Leurs prénoms unis avaient constitué pendant près d’un demi-siècle la signature d’une alchimie musicale unique. Aujourd’hui, Mariam Doumbia avance seule sur les planches, mais garde intacte la mémoire de celui qui fut son partenaire de scène et de vie. Leur dernier album commun, « L’Amour à la folie », sortira le 24 octobre, quelques mois après la disparition brutale du guitariste et chanteur.
« Amadou me manque profondément. Il était mon soutien, mon inspiration, nous créions tout ensemble », confie l’artiste de soixante-sept ans, actuellement en tournée en France avant des dates en Amérique du Nord et en Belgique. Elle reconnaît que le premier concert sans lui, fin septembre à Villers-Cotterêts, fut particulièrement éprouvant. « Je percevais encore sa présence. Mentalement, je le voyais à mes côtés, guitariste en main, à cette place gauche qu’il occupait toujours sur scène. Nous échangions discrètement pendant les performances, pour rectifier un écart musical ou combler un oubli. »
Repéré au tournant des années 2000, le duo Amadou et Mariam avait conquis une audience internationale, cumulant les récompenses et les prestations remarquées, des Jeux paralympiques aux rencontres avec des légendes comme Stevie Wonder. Parmi ses plus beaux souvenirs, Mariam conserve précieusement sa rencontre avec Sheila, idole de sa jeunesse qu’elle vénérait au point d’en adopter le prénom comme surnom.

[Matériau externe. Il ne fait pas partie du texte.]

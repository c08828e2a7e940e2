//! Reassembly of grams into complete messages.
//!
//! Fragments may arrive in any order, be duplicated, or never arrive at all.
//! Partial messages are held in a bounded table keyed by sender and msgid and
//! are discarded once they outlive [`REASSEMBLY_TTL`], complete or not.

use crate::gram::{Gram, MAX_FRAGMENTS};
use std::collections::HashMap;
use std::net::SocketAddr;
use std::time::{Duration, Instant};
use tracing::{debug, trace, warn};

/// How long a partial message may wait for its remaining fragments.
pub const REASSEMBLY_TTL: Duration = Duration::from_secs(3);

/// Result of feeding one gram to the [`Reassembler`].
#[derive(Debug, PartialEq, Eq)]
pub enum Reassembly {
    /// The gram completed its message; the bytes are returned in index order.
    Complete(Vec<u8>),
    /// The gram was stored; more fragments are needed.
    Pending,
    /// The gram was dropped.
    Rejected(RejectReason),
}

/// Why a gram was dropped.
#[derive(Debug, Clone, Copy, PartialEq, Eq)]
pub enum RejectReason {
    /// Every slot of the table holds a live partial message.
    TableFull,
    /// The fragment's slot was already filled; the partial message was discarded.
    DuplicateFragment,
    /// The fragment disagrees with its message's fragment count; the partial
    /// message was discarded.
    InconsistentCount,
    /// `total` is zero or above [`MAX_FRAGMENTS`], or `index` is out of range.
    BadHeader,
}

/// A message whose fragments are still arriving.
#[derive(Debug)]
struct PartialMessage {
    total: u32,
    slots: Vec<Option<Vec<u8>>>,
    filled: u32,
    created_at: Instant,
}

impl PartialMessage {
    fn new(total: u32, now: Instant) -> Self {
        Self {
            total,
            slots: vec![None; total as usize],
            filled: 0,
            created_at: now,
        }
    }

    fn is_complete(&self) -> bool {
        self.filled == self.total
    }

    fn into_bytes(self) -> Vec<u8> {
        let len = self.slots.iter().flatten().map(Vec::len).sum();
        let mut message = Vec::with_capacity(len);
        for slot in self.slots.into_iter().flatten() {
            message.extend(slot);
        }
        message
    }
}

/// Bounded table of partial messages.
#[derive(Debug)]
pub struct Reassembler {
    capacity: usize,
    ttl: Duration,
    messages: HashMap<(SocketAddr, u64), PartialMessage>,
}

impl Reassembler {
    /// Create a reassembler holding at most `capacity` partial messages.
    pub fn new(capacity: usize) -> Self {
        Self::with_ttl(capacity, REASSEMBLY_TTL)
    }

    /// Create a reassembler with an explicit partial-message TTL.
    pub fn with_ttl(capacity: usize, ttl: Duration) -> Self {
        Self {
            capacity,
            ttl,
            messages: HashMap::new(),
        }
    }

    /// Feed one gram received from `origin`.
    pub fn accept(&mut self, origin: SocketAddr, gram: Gram) -> Reassembly {
        self.accept_at(origin, gram, Instant::now())
    }

    fn accept_at(&mut self, origin: SocketAddr, gram: Gram, now: Instant) -> Reassembly {
        if gram.total == 0 || gram.total > MAX_FRAGMENTS || gram.index >= gram.total {
            warn!(
                peer = %origin,
                msgid = gram.msgid,
                total = gram.total,
                index = gram.index,
                "gram header out of range"
            );
            return Reassembly::Rejected(RejectReason::BadHeader);
        }

        let key = (origin, gram.msgid);

        // Drop an expired entry under the same key before reusing it.
        if let Some(existing) = self.messages.get(&key) {
            if now.duration_since(existing.created_at) > self.ttl {
                self.messages.remove(&key);
            }
        }

        if !self.messages.contains_key(&key) {
            if self.messages.len() >= self.capacity {
                self.sweep_at(now);
            }
            if self.messages.len() >= self.capacity {
                warn!(
                    peer = %origin,
                    msgid = gram.msgid,
                    capacity = self.capacity,
                    "reassembly table full, dropping gram"
                );
                return Reassembly::Rejected(RejectReason::TableFull);
            }
            self.messages
                .insert(key, PartialMessage::new(gram.total, now));
        }

        let Some(partial) = self.messages.get_mut(&key) else {
            return Reassembly::Pending;
        };

        if partial.total != gram.total {
            warn!(
                peer = %origin,
                msgid = gram.msgid,
                expected = partial.total,
                got = gram.total,
                "inconsistent fragment count, discarding message"
            );
            self.messages.remove(&key);
            return Reassembly::Rejected(RejectReason::InconsistentCount);
        }

        let slot = &mut partial.slots[gram.index as usize];
        if slot.is_some() {
            warn!(
                peer = %origin,
                msgid = gram.msgid,
                index = gram.index,
                "duplicate fragment, discarding message"
            );
            self.messages.remove(&key);
            return Reassembly::Rejected(RejectReason::DuplicateFragment);
        }

        trace!(
            peer = %origin,
            msgid = gram.msgid,
            index = gram.index,
            total = gram.total,
            len = gram.payload.len(),
            "fragment stored"
        );
        *slot = Some(gram.payload);
        partial.filled += 1;

        if !partial.is_complete() {
            return Reassembly::Pending;
        }

        match self.messages.remove(&key) {
            Some(partial) => {
                let message = partial.into_bytes();
                debug!(peer = %origin, msgid = key.1, len = message.len(), "message reassembled");
                Reassembly::Complete(message)
            }
            None => Reassembly::Pending,
        }
    }

    /// Discard partial messages older than the TTL.
    ///
    /// Returns the number of messages removed.
    pub fn sweep(&mut self) -> usize {
        self.sweep_at(Instant::now())
    }

    fn sweep_at(&mut self, now: Instant) -> usize {
        let ttl = self.ttl;
        let before = self.messages.len();
        self.messages
            .retain(|_, partial| now.duration_since(partial.created_at) <= ttl);
        let removed = before - self.messages.len();
        if removed > 0 {
            debug!(count = removed, "GC removed expired partial messages");
        }
        removed
    }

    /// Number of partial messages currently held.
    pub fn pending(&self) -> usize {
        self.messages.len()
    }
}

#[cfg(test)]
mod tests {
    use super::*;
    use crate::gram::{split, split_with};

    fn peer() -> SocketAddr {
        "127.0.0.1:4000".parse().unwrap()
    }

    fn feed(reassembler: &mut Reassembler, grams: Vec<Gram>) -> Option<Vec<u8>> {
        let mut result = None;
        for gram in grams {
            if let Reassembly::Complete(message) = reassembler.accept(peer(), gram) {
                assert!(result.is_none(), "message completed twice");
                result = Some(message);
            }
        }
        result
    }

    #[test]
    fn in_order_and_reversed_delivery() {
        let message: Vec<u8> = (0..100u8).collect();
        let mut reassembler = Reassembler::new(4);

        let grams = split_with(&message, 1, 7).unwrap();
        assert_eq!(feed(&mut reassembler, grams.clone()), Some(message.clone()));

        let mut reversed = grams;
        reversed.reverse();
        assert_eq!(feed(&mut reassembler, reversed), Some(message));
        assert_eq!(reassembler.pending(), 0);
    }

    #[test]
    fn arbitrary_permutations_complete() {
        let message: Vec<u8> = b"the quick brown fox jumps over the lazy dog".to_vec();
        let grams = split_with(&message, 77, 5).unwrap();
        let n = grams.len();
        let mut reassembler = Reassembler::new(4);

        // Rotations and a stride permutation cover every slot as the first
        // and the last fragment.
        for shift in 0..n {
            let rotated: Vec<Gram> = (0..n).map(|i| grams[(i + shift) % n].clone()).collect();
            assert_eq!(feed(&mut reassembler, rotated), Some(message.clone()));
        }
        let strided: Vec<Gram> = (0..n).map(|i| grams[(i * 4) % n].clone()).collect();
        assert_eq!(n % 2, 1, "stride 4 must be coprime with the gram count");
        assert_eq!(feed(&mut reassembler, strided), Some(message));
    }

    #[test]
    fn nul_bytes_survive() {
        let mut message = vec![0u8, 1, 0, 0, 255, 0];
        message.extend(vec![0u8; 40]);
        let mut reassembler = Reassembler::new(1);
        let grams = split_with(&message, 3, 8).unwrap();
        assert_eq!(feed(&mut reassembler, grams), Some(message));
    }

    #[test]
    fn empty_message_completes() {
        let mut reassembler = Reassembler::new(1);
        assert_eq!(feed(&mut reassembler, split(b"", 5).unwrap()), Some(Vec::new()));
    }

    #[test]
    fn missing_fragment_never_completes_and_expires() {
        let mut reassembler = Reassembler::new(1);
        let mut grams = split_with(b"0123456789", 12, 3).unwrap();
        grams.remove(2);
        assert_eq!(feed(&mut reassembler, grams), None);
        assert_eq!(reassembler.pending(), 1);

        let later = Instant::now() + REASSEMBLY_TTL + Duration::from_millis(10);
        assert_eq!(reassembler.sweep_at(later), 1);
        assert_eq!(reassembler.pending(), 0);

        // The msgid and the slot are free again.
        let fresh = split_with(b"abc", 12, 3).unwrap();
        assert_eq!(feed(&mut reassembler, fresh), Some(b"abc".to_vec()));
    }

    #[test]
    fn duplicate_fragment_discards_message() {
        let mut reassembler = Reassembler::new(2);
        let grams = split_with(b"abcdef", 1, 2).unwrap();
        assert_eq!(reassembler.accept(peer(), grams[0].clone()), Reassembly::Pending);
        assert_eq!(
            reassembler.accept(peer(), grams[0].clone()),
            Reassembly::Rejected(RejectReason::DuplicateFragment)
        );
        assert_eq!(reassembler.pending(), 0);

        // The remaining fragments start a new partial message that can no
        // longer complete without slot 0.
        assert_eq!(reassembler.accept(peer(), grams[1].clone()), Reassembly::Pending);
        assert_eq!(reassembler.accept(peer(), grams[2].clone()), Reassembly::Pending);
    }

    #[test]
    fn inconsistent_count_discards_message() {
        let mut reassembler = Reassembler::new(2);
        let grams = split_with(b"abcdef", 1, 2).unwrap();
        assert_eq!(reassembler.accept(peer(), grams[0].clone()), Reassembly::Pending);
        let mut liar = grams[1].clone();
        liar.total = 4;
        assert_eq!(
            reassembler.accept(peer(), liar),
            Reassembly::Rejected(RejectReason::InconsistentCount)
        );
        assert_eq!(reassembler.pending(), 0);
    }

    #[test]
    fn bad_header_rejected() {
        let mut reassembler = Reassembler::new(2);
        let bad = [
            Gram { msgid: 1, total: 0, index: 0, payload: vec![1] },
            Gram { msgid: 1, total: 2, index: 2, payload: vec![1] },
            Gram { msgid: 1, total: MAX_FRAGMENTS + 1, index: 0, payload: vec![1] },
        ];
        for gram in bad {
            assert_eq!(
                reassembler.accept(peer(), gram),
                Reassembly::Rejected(RejectReason::BadHeader)
            );
        }
        assert_eq!(reassembler.pending(), 0);
    }

    #[test]
    fn full_table_rejects_new_msgids() {
        let mut reassembler = Reassembler::new(2);
        for msgid in 1..=2 {
            let grams = split_with(b"abcd", msgid, 2).unwrap();
            assert_eq!(reassembler.accept(peer(), grams[0].clone()), Reassembly::Pending);
        }
        let third = split_with(b"abcd", 3, 2).unwrap();
        assert_eq!(
            reassembler.accept(peer(), third[0].clone()),
            Reassembly::Rejected(RejectReason::TableFull)
        );

        // Fragments of messages already in the table are still accepted.
        let first = split_with(b"abcd", 1, 2).unwrap();
        assert_eq!(
            reassembler.accept(peer(), first[1].clone()),
            Reassembly::Complete(b"abcd".to_vec())
        );
        assert_eq!(reassembler.accept(peer(), third[0].clone()), Reassembly::Pending);
    }

    #[test]
    fn full_table_makes_room_from_expired_entries() {
        let mut reassembler = Reassembler::with_ttl(1, Duration::from_millis(5));
        let start = Instant::now();
        let stale = split_with(b"abcd", 1, 2).unwrap();
        assert_eq!(
            reassembler.accept_at(peer(), stale[0].clone(), start),
            Reassembly::Pending
        );

        let fresh = split_with(b"xy", 2, 2).unwrap();
        let later = start + Duration::from_millis(50);
        assert_eq!(
            reassembler.accept_at(peer(), fresh[0].clone(), later),
            Reassembly::Complete(b"xy".to_vec())
        );
    }

    #[test]
    fn same_msgid_from_different_peers_is_separate() {
        let mut reassembler = Reassembler::new(4);
        let other: SocketAddr = "127.0.0.1:4001".parse().unwrap();
        let a = split_with(b"aaaa", 1, 2).unwrap();
        let b = split_with(b"bbbb", 1, 2).unwrap();
        assert_eq!(reassembler.accept(peer(), a[0].clone()), Reassembly::Pending);
        assert_eq!(reassembler.accept(other, b[0].clone()), Reassembly::Pending);
        assert_eq!(
            reassembler.accept(other, b[1].clone()),
            Reassembly::Complete(b"bbbb".to_vec())
        );
        assert_eq!(
            reassembler.accept(peer(), a[1].clone()),
            Reassembly::Complete(b"aaaa".to_vec())
        );
    }
}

C’est à l’Institut des jeunes aveugles de Bamako que leur destin s’est scellé. Amadou, déjà connu localement pour un hommage aux footballeurs maliens, et Mariam, qui chantait depuis l’enfance lors de cérémonies familiales, ont rapidement formé un groupe puis un couple. Leur union a donné naissance à trois enfants, dont Samou Bagayoko qui accompagne désormais sa mère à la guitare lors des concerts. « Avoir mon fils à mes côtés m’apporte un réel réconfort », souligne-t-elle.
Leur ultime album perpétue l’esprit de leur répertoire, mêlant sonorités maliennes et influences pop, avec des textes qui abordent parfois les préoccupations sociales et politiques. Le titre « On veut la paix » exprime ainsi leur inquiétude face à la situation au Mali. Fin 2024, le groupe avait effectué un retour émouvant dans son pays pour une série de concerts après une longue absence. « Nous avons toujours chanté pour la paix et l’amour, car le monde entier en a besoin. Nous continuerons ce message », affirme Mariam.
Mais le nom du groupe évoluera nécessairement. « Puisqu’Amadou n’est plus physiquement présent sur scène, nous ne pouvons plus nous produire sous le nom Amadou et Mariam. Pour l’instant, ce sera simplement Mariam. » Une page se tourne, mais l’essentiel demeure.